Personal information
- Born: 25 March 1905 Berkhampstead, England
- Died: 7 March 1986 (aged 80) Saffron Walden, England

Sport
- Sport: Athletics
- Event: Shot put
- Club: University of Cambridge AC Achilles Club

Medal record
Men's Athletics
Representing England
British Empire Games
| Silver medal – second place | 1930 Hamilton | Shot Put |
| Silver medal – second place | 1934 London | Shot Put |

= Robert Howland =

British shot putter (1905–1986)

Robert Leslie Howland (25 March 1905 – 7 March 1986) was an English track and field athlete who competed in the shot put. He represented Great Britain in the 1928 Summer Olympics.

== Biography ==
He was born in Berkhamsted and died in Saffron Walden. In 1928, he finished 20th the Olympic shot put event.

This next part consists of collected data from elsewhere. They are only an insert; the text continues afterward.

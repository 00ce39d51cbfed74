//! Core units, constants, and shared primitives for the Orbital Calculator workspace.

pub mod numeric;
pub mod quantity;

pub use numeric::NumericError;
pub use quantity::Quantity;
pub use rust_decimal::Decimal;

/// Physical and numerical constants (km, s, degrees unless stated otherwise).
pub mod constants {
    /// Seconds per day.
    pub const SECONDS_PER_DAY: f64 = 86_400.0;
    /// Decimal places every derived eccentricity is rounded to before reuse.
    ///
    /// Chained derivations otherwise carry the noise of the `f64` round trip
    /// through every later formula that consumes the eccentricity.
    pub const EPSILON_PRECISION: u32 = 12;
    /// Decimal places used when a quantity is displayed.
    pub const OUTPUT_DECIMAL_POINTS: usize = 3;
    /// J2000 reference epoch (2000-01-01T12:00:00Z) as Unix seconds.
    pub const J2000_UNIX_SECONDS: i64 = 946_728_000;
}

/// Unit strings attached to quantities. Units are documentation only.
pub mod units {
    pub const KM: &str = "km";
    pub const KM_S: &str = "km/s";
    pub const KM3_S2: &str = "km³/s²";
    pub const SECONDS: &str = "s";
    pub const DEGREES: &str = "°";
    pub const KG: &str = "kg";
    pub const DIMENSIONLESS: &str = "";
}

/// Lightweight time utilities shared across crates.
pub mod time {
    use rust_decimal::Decimal;

    use super::constants::SECONDS_PER_DAY;
    use crate::NumericError;

    /// Convert days to seconds.
    #[inline]
    pub fn days_to_seconds(days: f64) -> f64 {
        days * SECONDS_PER_DAY
    }

    /// Convert seconds to days.
    #[inline]
    pub fn seconds_to_days(seconds: f64) -> f64 {
        seconds / SECONDS_PER_DAY
    }

    /// Exact decimal variant of [`days_to_seconds`].
    #[inline]
    pub fn days_to_seconds_decimal(days: Decimal) -> Result<Decimal, NumericError> {
        crate::numeric::mul(days, Decimal::from(86_400))
    }
}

At the 1930 British Empire Games he won the silver medal in the shot put competition. Four years later at the 1934 British Empire Games he won again the silver medal in the shot put contest.

Howland medalled ten times between 1929 and 1939 in the shot put event at the prestigious AAA Championships.

He became a senior tutor and professor of Classics at St. John's College, Cambridge, England.